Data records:
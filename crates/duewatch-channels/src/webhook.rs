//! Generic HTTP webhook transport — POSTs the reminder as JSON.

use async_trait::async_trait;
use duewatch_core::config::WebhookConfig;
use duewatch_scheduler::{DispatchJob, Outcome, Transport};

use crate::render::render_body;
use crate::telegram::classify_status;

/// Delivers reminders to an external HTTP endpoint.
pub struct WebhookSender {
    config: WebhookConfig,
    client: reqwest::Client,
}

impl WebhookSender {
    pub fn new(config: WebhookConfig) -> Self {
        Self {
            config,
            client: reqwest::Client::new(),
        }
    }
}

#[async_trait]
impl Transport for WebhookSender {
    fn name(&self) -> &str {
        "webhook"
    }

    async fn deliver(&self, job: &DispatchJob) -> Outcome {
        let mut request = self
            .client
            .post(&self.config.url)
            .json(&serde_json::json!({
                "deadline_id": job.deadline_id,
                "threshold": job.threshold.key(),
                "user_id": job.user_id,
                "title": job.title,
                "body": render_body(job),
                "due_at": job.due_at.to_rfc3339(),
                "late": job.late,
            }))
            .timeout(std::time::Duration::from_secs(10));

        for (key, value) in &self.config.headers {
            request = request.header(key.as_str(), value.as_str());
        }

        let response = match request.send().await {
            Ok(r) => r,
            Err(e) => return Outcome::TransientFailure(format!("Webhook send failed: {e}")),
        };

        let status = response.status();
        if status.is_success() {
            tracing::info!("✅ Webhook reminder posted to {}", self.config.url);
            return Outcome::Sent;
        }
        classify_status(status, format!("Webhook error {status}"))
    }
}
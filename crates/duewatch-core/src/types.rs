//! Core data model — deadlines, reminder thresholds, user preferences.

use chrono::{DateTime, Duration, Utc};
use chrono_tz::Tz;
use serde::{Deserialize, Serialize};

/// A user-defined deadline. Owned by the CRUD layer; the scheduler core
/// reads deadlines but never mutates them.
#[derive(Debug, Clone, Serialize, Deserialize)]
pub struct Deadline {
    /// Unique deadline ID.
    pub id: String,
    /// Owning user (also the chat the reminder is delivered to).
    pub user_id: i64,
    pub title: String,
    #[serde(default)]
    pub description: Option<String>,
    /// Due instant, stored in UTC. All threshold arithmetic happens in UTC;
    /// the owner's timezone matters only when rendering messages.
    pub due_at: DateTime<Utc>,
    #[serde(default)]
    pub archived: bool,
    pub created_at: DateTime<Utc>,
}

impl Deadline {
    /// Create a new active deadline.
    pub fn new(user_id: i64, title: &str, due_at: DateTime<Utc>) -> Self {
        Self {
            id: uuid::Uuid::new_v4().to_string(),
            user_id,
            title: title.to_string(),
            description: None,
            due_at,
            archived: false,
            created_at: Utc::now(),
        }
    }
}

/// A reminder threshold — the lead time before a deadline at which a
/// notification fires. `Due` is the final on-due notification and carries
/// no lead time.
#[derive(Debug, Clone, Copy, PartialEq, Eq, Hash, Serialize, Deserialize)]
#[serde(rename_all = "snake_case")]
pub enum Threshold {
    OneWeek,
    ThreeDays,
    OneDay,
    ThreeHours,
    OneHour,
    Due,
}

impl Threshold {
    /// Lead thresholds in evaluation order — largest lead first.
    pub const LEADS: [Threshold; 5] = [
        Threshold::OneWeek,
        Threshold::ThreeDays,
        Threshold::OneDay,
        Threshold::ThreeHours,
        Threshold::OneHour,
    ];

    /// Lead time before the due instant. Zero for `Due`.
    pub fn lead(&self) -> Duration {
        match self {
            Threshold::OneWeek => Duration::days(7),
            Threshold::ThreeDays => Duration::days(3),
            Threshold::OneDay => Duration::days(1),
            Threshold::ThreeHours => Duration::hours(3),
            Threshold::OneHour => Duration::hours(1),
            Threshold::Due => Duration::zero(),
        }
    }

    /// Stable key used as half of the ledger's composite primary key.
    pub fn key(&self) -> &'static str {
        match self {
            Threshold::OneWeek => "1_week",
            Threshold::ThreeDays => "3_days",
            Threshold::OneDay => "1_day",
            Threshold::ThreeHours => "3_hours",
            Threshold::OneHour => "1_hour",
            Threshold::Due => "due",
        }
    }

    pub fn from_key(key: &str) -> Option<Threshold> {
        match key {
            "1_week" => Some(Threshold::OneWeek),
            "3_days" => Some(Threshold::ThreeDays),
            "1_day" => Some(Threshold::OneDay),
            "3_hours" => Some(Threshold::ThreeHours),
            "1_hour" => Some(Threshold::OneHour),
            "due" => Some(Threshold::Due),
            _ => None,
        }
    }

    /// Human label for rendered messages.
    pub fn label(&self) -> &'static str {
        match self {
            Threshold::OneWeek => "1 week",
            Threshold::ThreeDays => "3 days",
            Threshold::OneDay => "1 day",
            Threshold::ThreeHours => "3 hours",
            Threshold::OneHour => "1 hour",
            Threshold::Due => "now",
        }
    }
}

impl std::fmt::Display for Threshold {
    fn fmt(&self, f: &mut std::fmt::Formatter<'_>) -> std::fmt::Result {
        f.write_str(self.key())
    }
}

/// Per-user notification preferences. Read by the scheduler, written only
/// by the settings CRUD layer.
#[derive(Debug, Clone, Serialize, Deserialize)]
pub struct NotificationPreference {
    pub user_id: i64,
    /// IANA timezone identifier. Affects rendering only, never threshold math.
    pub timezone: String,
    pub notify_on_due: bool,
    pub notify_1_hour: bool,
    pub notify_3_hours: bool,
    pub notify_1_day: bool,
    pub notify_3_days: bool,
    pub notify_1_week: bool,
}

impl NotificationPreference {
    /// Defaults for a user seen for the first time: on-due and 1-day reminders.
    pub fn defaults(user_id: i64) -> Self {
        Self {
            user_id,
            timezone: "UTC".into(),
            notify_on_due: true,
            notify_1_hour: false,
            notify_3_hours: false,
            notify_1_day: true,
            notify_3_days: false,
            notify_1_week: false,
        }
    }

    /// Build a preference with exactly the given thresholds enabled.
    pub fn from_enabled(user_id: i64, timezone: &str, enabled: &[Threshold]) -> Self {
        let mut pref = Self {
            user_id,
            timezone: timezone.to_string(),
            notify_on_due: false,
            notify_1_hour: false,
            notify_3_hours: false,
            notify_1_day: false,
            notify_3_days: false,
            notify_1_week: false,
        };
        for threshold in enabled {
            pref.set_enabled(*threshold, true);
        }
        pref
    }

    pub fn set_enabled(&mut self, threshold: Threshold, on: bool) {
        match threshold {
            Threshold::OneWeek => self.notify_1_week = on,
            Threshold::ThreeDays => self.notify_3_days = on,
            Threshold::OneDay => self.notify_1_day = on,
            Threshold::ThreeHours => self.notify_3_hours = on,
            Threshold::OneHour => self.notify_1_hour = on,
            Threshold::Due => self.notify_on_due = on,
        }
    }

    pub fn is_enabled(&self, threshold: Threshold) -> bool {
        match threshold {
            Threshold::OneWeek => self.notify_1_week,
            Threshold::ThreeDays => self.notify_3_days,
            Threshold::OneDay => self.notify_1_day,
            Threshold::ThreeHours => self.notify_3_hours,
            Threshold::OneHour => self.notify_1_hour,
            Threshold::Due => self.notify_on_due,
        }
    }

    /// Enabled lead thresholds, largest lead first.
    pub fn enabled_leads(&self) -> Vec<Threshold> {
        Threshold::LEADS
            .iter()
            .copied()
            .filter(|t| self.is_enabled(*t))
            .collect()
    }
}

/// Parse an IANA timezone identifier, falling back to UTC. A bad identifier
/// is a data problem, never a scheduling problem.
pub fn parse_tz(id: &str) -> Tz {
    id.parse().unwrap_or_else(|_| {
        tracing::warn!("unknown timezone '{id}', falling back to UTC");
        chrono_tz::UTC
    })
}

==

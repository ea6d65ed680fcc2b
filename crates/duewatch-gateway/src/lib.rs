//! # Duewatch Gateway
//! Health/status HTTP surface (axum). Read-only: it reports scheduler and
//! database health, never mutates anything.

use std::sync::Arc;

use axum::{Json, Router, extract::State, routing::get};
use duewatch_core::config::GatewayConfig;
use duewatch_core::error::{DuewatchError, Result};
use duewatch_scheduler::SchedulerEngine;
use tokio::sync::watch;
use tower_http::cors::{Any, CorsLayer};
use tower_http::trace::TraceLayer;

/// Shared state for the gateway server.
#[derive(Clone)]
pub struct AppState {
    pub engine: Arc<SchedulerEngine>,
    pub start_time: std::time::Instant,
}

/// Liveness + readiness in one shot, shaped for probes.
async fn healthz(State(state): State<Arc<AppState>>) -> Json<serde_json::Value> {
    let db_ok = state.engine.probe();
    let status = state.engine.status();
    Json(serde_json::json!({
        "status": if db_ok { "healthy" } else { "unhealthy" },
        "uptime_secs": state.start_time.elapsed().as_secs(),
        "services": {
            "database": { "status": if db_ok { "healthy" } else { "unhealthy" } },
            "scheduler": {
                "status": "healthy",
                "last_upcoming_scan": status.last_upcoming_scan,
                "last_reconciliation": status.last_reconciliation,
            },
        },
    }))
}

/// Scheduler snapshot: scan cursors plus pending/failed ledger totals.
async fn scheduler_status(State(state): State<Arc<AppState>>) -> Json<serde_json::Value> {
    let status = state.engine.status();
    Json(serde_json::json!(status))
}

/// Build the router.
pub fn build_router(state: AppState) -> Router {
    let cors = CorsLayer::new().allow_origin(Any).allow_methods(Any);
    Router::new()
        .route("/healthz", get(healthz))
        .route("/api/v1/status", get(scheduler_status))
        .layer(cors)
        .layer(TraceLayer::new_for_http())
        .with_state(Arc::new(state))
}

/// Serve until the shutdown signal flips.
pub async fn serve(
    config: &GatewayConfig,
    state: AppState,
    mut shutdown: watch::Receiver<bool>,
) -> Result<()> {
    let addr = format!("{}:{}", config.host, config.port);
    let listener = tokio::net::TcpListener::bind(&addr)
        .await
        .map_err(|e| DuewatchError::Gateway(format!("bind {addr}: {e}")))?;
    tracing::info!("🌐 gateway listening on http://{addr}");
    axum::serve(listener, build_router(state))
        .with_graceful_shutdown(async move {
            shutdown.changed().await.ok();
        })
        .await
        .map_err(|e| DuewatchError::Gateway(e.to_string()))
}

==

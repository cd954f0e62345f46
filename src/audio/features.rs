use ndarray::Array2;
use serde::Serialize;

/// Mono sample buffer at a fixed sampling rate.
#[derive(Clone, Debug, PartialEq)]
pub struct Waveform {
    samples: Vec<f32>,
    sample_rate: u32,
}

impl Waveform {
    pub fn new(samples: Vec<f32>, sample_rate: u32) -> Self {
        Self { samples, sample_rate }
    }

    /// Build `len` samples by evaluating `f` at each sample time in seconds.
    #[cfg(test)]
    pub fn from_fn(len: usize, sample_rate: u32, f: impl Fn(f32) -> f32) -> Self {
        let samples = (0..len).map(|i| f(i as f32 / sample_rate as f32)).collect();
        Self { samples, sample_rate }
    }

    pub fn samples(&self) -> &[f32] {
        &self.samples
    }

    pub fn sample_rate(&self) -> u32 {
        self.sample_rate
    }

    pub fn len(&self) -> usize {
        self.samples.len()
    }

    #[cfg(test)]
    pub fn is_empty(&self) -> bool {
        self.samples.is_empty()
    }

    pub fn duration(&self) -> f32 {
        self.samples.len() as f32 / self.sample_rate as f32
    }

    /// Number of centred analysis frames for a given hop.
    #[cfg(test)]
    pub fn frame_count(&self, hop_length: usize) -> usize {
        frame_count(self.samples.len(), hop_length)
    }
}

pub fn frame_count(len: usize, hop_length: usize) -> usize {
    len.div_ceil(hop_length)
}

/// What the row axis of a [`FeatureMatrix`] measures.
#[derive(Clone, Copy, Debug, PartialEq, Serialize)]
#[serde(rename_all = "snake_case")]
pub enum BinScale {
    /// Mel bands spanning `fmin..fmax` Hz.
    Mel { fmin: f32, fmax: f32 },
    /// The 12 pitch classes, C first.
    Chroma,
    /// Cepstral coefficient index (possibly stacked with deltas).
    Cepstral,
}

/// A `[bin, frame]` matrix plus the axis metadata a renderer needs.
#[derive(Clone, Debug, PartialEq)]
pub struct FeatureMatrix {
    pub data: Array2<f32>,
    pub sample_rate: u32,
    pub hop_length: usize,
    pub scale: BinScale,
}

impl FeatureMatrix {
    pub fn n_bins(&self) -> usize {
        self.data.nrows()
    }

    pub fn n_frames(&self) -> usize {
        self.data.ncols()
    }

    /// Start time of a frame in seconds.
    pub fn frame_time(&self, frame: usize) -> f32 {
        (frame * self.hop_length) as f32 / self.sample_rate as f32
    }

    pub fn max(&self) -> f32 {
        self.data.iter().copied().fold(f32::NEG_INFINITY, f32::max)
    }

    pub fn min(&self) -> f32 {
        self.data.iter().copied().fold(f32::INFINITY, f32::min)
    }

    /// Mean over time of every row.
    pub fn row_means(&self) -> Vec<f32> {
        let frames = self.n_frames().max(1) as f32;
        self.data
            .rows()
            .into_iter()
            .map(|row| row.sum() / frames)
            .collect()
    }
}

**What this task involves**:
Every line above that holds the word "static" needs to be copied.

**Your solution**:
    pub fn key(&self) -> &'static str {
    pub fn label(&self) -> &'static str {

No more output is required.